Collected data entries:
//! The machine being upgraded: OS probing, package upgrades and reboot.

pub mod files;
pub mod package;
pub mod probe;
pub mod systemd;

use std::fmt;
use std::path::Path;

use async_trait::async_trait;
use chrono::{DateTime, Utc};
use tracing::{debug, info};

use crate::error::{HostUpgradesError, Result};

pub use files::HostConfig;
pub use package::PackageHost;
pub use probe::OsRelease;

/// Static host information, probed once at startup.
#[derive(Debug, Clone, PartialEq, Eq)]
pub struct HostInfo {
    pub operating_system: String,
    pub operating_system_release: String,
    pub kernel: String,
    pub kernel_release: String,
    /// Boot time of the running kernel instance.
    pub boot_time: DateTime<Utc>,
}

impl fmt::Display for HostInfo {
    fn fmt(&self, f: &mut fmt::Formatter<'_>) -> fmt::Result {
        write!(
            f,
            "{} {} ({} {})",
            self.operating_system, self.operating_system_release, self.kernel, self.kernel_release
        )
    }
}

/// Result of a successful upgrade run.
#[derive(Debug, Clone, Default, PartialEq, Eq)]
pub struct UpgradeStatus {
    pub reboot_required: bool,
    pub reboot_required_since: Option<DateTime<Utc>>,
    pub reboot_required_message: String,
    pub upgrade_log: String,
}

#[async_trait]
pub trait Host: Send + Sync {
    fn info(&self) -> &HostInfo;

    /// Install config files and the upgrade script into the host mount.
    async fn configure(&mut self, config: &HostConfig) -> Result<()>;

    /// Run the package upgrade on the host. Not cancellable once started.
    async fn upgrade(&self) -> Result<UpgradeStatus>;

    /// Request a host reboot. Returns before the host goes down.
    async fn reboot(&self) -> Result<()>;
}

/// Supported operating systems, in probe order.
#[derive(Debug, Clone, Copy, PartialEq, Eq)]
pub enum HostKind {
    Ubuntu,
    Debian,
    CentOS,
}

impl HostKind {
    pub const ALL: [Self; 3] = [Self::Ubuntu, Self::Debian, Self::CentOS];

    pub const fn name(self) -> &'static str {
        match self {
            Self::Ubuntu => "Ubuntu",
            Self::Debian => "Debian",
            Self::CentOS => "CentOS",
        }
    }

    const fn os_release_id(self) -> &'static str {
        match self {
            Self::Ubuntu => "ubuntu",
            Self::Debian => "debian",
            Self::CentOS => "centos",
        }
    }

    pub fn matches(self, release: &OsRelease) -> bool {
        release.id == self.os_release_id()
    }
}

impl fmt::Display for HostKind {
    fn fmt(&self, f: &mut fmt::Formatter<'_>) -> fmt::Result {
        f.write_str(self.name())
    }
}

/// Pick the first host implementation matching the running OS.
pub fn probe(os_release_path: &Path, proc_root: &Path) -> Result<PackageHost> {
    let release = OsRelease::read(os_release_path)?;

    let Some(kind) = HostKind::ALL.into_iter().find(|kind| {
        let matched = kind.matches(&release);
        if !matched {
            debug!(host = %kind, os_id = %release.id, "Host probe mismatch");
        }
        matched
    }) else {
        return Err(HostUpgradesError::Host(format!(
            "No host implementation matches {:?} (ID={})",
            release.pretty_name, release.id
        )));
    };

    let (kernel, kernel_release) = probe::read_kernel(proc_root)?;
    let boot_time = probe::read_boot_time(proc_root)?;

    let info = HostInfo {
        operating_system: kind.name().to_string(),
        operating_system_release: release.version_id,
        kernel,
        kernel_release,
        boot_time,
    };

    info!(
        host = %info,
        boot_time = %info.boot_time,
        "Probed host"
    );

    Ok(PackageHost::new(kind, info))
}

_WHAT THIS TASK INVOLVES_
Only the data above, repeated exactly, should make up the reply.

_EXERCISE RESPONSE_
//! The machine being upgraded: OS probing, package upgrades and reboot.

pub mod files;
pub mod package;
pub mod probe;
pub mod systemd;

use std::fmt;
use std::path::Path;

use async_trait::async_trait;
use chrono::{DateTime, Utc};
use tracing::{debug, info};

use crate::error::{HostUpgradesError, Result};

pub use files::HostConfig;
pub use package::PackageHost;
pub use probe::OsRelease;

/// Static host information, probed once at startup.
#[derive(Debug, Clone, PartialEq, Eq)]
pub struct HostInfo {
    pub operating_system: String,
    pub operating_system_release: String,
    pub kernel: String,
    pub kernel_release: String,
    /// Boot time of the running kernel instance.
    pub boot_time: DateTime<Utc>,
}

impl fmt::Display for HostInfo {
    fn fmt(&self, f: &mut fmt::Formatter<'_>) -> fmt::Result {
        write!(
            f,
            "{} {} ({} {})",
            self.operating_system, self.operating_system_release, self.kernel, self.kernel_release
        )
    }
}

/// Result of a successful upgrade run.
#[derive(Debug, Clone, Default, PartialEq, Eq)]
pub struct UpgradeStatus {
    pub reboot_required: bool,
    pub reboot_required_since: Option<DateTime<Utc>>,
    pub reboot_required_message: String,
    pub upgrade_log: String,
}

#[async_trait]
pub trait Host: Send + Sync {
    fn info(&self) -> &HostInfo;

    /// Install config files and the upgrade script into the host mount.
    async fn configure(&mut self, config: &HostConfig) -> Result<()>;

    /// Run the package upgrade on the host. Not cancellable once started.
    async fn upgrade(&self) -> Result<UpgradeStatus>;

    /// Request a host reboot. Returns before the host goes down.
    async fn reboot(&self) -> Result<()>;
}

/// Supported operating systems, in probe order.
#[derive(Debug, Clone, Copy, PartialEq, Eq)]
pub enum HostKind {
    Ubuntu,
    Debian,
    CentOS,
}

impl HostKind {
    pub const ALL: [Self; 3] = [Self::Ubuntu, Self::Debian, Self::CentOS];

    pub const fn name(self) -> &'static str {
        match self {
            Self::Ubuntu => "Ubuntu",
            Self::Debian => "Debian",
            Self::CentOS => "CentOS",
        }
    }

    const fn os_release_id(self) -> &'static str {
        match self {
            Self::Ubuntu => "ubuntu",
            Self::Debian => "debian",
            Self::CentOS => "centos",
        }
    }

    pub fn matches(self, release: &OsRelease) -> bool {
        release.id == self.os_release_id()
    }
}

impl fmt::Display for HostKind {
    fn fmt(&self, f: &mut fmt::Formatter<'_>) -> fmt::Result {
        f.write_str(self.name())
    }
}

/// Pick the first host implementation matching the running OS.
pub fn probe(os_release_path: &Path, proc_root: &Path) -> Result<PackageHost> {
    let release = OsRelease::read(os_release_path)?;

    let Some(kind) = HostKind::ALL.into_iter().find(|kind| {
        let matched = kind.matches(&release);
        if !matched {
            debug!(host = %kind, os_id = %release.id, "Host probe mismatch");
        }
        matched
    }) else {
        return Err(HostUpgradesError::Host(format!(
            "No host implementation matches {:?} (ID={})",
            release.pretty_name, release.id
        )));
    };

    let (kernel, kernel_release) = probe::read_kernel(proc_root)?;
    let boot_time = probe::read_boot_time(proc_root)?;

    let info = HostInfo {
        operating_system: kind.name().to_string(),
        operating_system_release: release.version_id,
        kernel,
        kernel_release,
        boot_time,
    };

    info!(
        host = %info,
        boot_time = %info.boot_time,
        "Probed host"
    );

    Ok(PackageHost::new(kind, info))
}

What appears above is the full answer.